Structure and property of magnetron sputtered ternary cobalt–nickel silicide films

Abstract

Ternary cobalt–nickel silicide films were prepared using magnetron sputtering from an equiatomic cobalt–nickel alloy target on Si substrate. The effect of post-deposition annealing on the phase formation, structural properties and resistivity of the resultant films has been studied. The results of XRD show that the annealing temperature and impurity level of oxygen play a crucial role in controlling the phase transformation of ternary silicide. Silicide phases are absent in the as-deposited film due to the amorphous nature. At relatively low annealing temperature, the phase of CoNi 3Si (2 2 0) and CoNiSi (2 2 0) coexist.
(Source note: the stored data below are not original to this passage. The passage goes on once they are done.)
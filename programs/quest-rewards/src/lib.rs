#![allow(unused)]

use anchor_lang::prelude::*;

pub mod main_state;
pub mod referral;
pub mod rewarder;

pub mod constants;
pub mod error;
pub mod utils;

use constants::{MAX_REFERRAL_DEPTH, TIER_BUCKETS};
use main_state::*;
use referral::*;
use rewarder::*;

declare_id!("2oxZhT4tqz9ZUANnEBm2taLZSbYhpGQpgUkzHJvCL2F8");

#[program]
pub mod quest_rewards {
    use super::*;

    pub fn init_main_state(ctx: Context<AInitMainState>, master: Pubkey, quest_authority: Pubkey, xp_mint: Pubkey) -> Result<()> {
        main_state::init_main_state(ctx, master, quest_authority, xp_mint)
    }

    pub fn transfer_ownership(ctx: Context<ATransferOwnership>, new_owner: Pubkey) -> Result<()> {
        main_state::transfer_ownership(ctx, new_owner)
    }

    pub fn update_main_state(ctx: Context<AUpdateMainState>, input: UpdateMainStateInput) -> Result<()> {
        main_state::update_main_state(ctx, input)
    }

    pub fn set_seeker_fees(ctx: Context<ASetSeekerFees>, referral_bp: u64, platform_bp: u64) -> Result<()> {
        main_state::set_seeker_fees(ctx, referral_bp, platform_bp)
    }

    pub fn set_solver_fees(ctx: Context<ASetSolverFees>, referral_bp: u64, platform_bp: u64, treasury_bp: u64) -> Result<()> {
        main_state::set_solver_fees(ctx, referral_bp, platform_bp, treasury_bp)
    }

    pub fn set_bulk_referral_rate(ctx: Context<ASetBulkReferralRate>, tier: u8, layer_rates: [u64; MAX_REFERRAL_DEPTH]) -> Result<()> {
        main_state::set_bulk_referral_rate(ctx, tier, layer_rates)
    }

    pub fn set_dispute_deposit_rate(ctx: Context<ASetDisputeDepositRate>, dispute_deposit_bp: u64) -> Result<()> {
        main_state::set_dispute_deposit_rate(ctx, dispute_deposit_bp)
    }

    pub fn set_treasury(ctx: Context<ASetTreasury>, kind: u8, treasury: Pubkey) -> Result<()> {
        main_state::set_treasury(ctx, kind, treasury)
    }

    pub fn set_tier_condition(ctx: Context<ASetTierCondition>, tier: u8, xp_threshold: u64, min_referrals: [u64; TIER_BUCKETS]) -> Result<()> {
        main_state::set_tier_condition(ctx, tier, xp_threshold, min_referrals)
    }

    pub fn create_account(ctx: Context<ACreateAccount>, referrer: Option<Pubkey>) -> Result<()> {
        referral::create_account(ctx, referrer)
    }

    pub fn tier_up(ctx: Context<ATierUp>) -> Result<()> {
        referral::tier_up(ctx)
    }

    pub fn update_referral_tree(ctx: Context<AUpdateReferralTree>, old_tier: u8, new_tier: u8) -> Result<()> {
        referral::update_referral_tree(ctx, old_tier, new_tier)
    }

    pub fn set_tier(ctx: Context<ASetTier>, new_tier: u8) -> Result<()> {
        referral::set_tier(ctx, new_tier)
    }

    pub fn set_tier_up_eligibility(ctx: Context<ASetTierUpEligibility>, eligible: bool) -> Result<()> {
        referral::set_tier_up_eligibility(ctx, eligible)
    }

    pub fn check_referral_existence(ctx: Context<ACheckReferralExistence>, depth: u8, candidate: Pubkey) -> Result<u8> {
        referral::check_referral_existence(ctx, depth, candidate)
    }

    pub fn get_tier_counts(ctx: Context<AGetTierCounts>) -> Result<[u64; TIER_BUCKETS]> {
        referral::get_tier_counts(ctx)
    }

    pub fn claim_rewards(ctx: Context<AClaimRewards>) -> Result<()> {
        referral::claim_rewards(ctx)
    }

    pub fn handle_reward(ctx: Context<AHandleReward>, gross_amount: u64) -> Result<()> {
        rewarder::handle_reward(ctx, gross_amount)
    }

    pub fn handle_reward_token(ctx: Context<AHandleRewardToken>, gross_amount: u64) -> Result<()> {
        rewarder::handle_reward_token(ctx, gross_amount)
    }

    pub fn handle_seeker_tax(ctx: Context<AHandleSeekerTax>, platform_tax: u64, referral_tax: u64) -> Result<()> {
        rewarder::handle_seeker_tax(ctx, platform_tax, referral_tax)
    }

    pub fn handle_seeker_tax_token(ctx: Context<AHandleSeekerTaxToken>, platform_tax: u64, referral_tax: u64) -> Result<()> {
        rewarder::handle_seeker_tax_token(ctx, platform_tax, referral_tax)
    }

    pub fn handle_start_dispute(ctx: Context<AHandleStartDispute>, amount: u64) -> Result<()> {
        rewarder::handle_start_dispute(ctx, amount)
    }

    pub fn handle_start_dispute_token(ctx: Context<AHandleStartDisputeToken>, amount: u64) -> Result<()> {
        rewarder::handle_start_dispute_token(ctx, amount)
    }

    pub fn process_resolution(ctx: Context<AProcessResolution>, amount: u64, solver_fault_bp: u64) -> Result<()> {
        rewarder::process_resolution(ctx, amount, solver_fault_bp)
    }

    pub fn process_resolution_token(ctx: Context<AProcessResolutionToken>, amount: u64, solver_fault_bp: u64) -> Result<()> {
        rewarder::process_resolution_token(ctx, amount, solver_fault_bp)
    }
}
With the increase of annealing temperature, the phase of CoNi 3Si (2 2 0) begins to transform into CoNiSi (2 2 0). At high annealing temperature (800 °C), only the phase of CoNiSi 2 (2 2 2) is formed. For Co–Ni silicide film annealed in pure argon gas ambient, two Raman peaks at 1357 cm −1 and 1591 cm −1 are attributed to the vibrational mode of CoSi 2 and NiSi 2 compounds. For ternary silicide annealed in atmosphere ambient, two Raman peaks located at 538 cm −1 and 690 cm −1 were observed and may be related to Si oxide or Co–Ni oxide. The 3D views of AFM images show that the surface roughness is relatively low when the silicidation temperature is smaller than 550 °C. After silicidation in 800 °C, the surface roughness increases abruptly. The resistance initially decreases with the increase of annealing temperature, and achieves minimum value (19 μΩ cm) in temperature ranges 500–550 °C. When the annealing temperature increases from 600 °C to 800 °C, the resistivity was found to increase slightly to 26 μΩ cm. The ternary silicide shows a temperature window for low resistivity as compared to binary NiSi.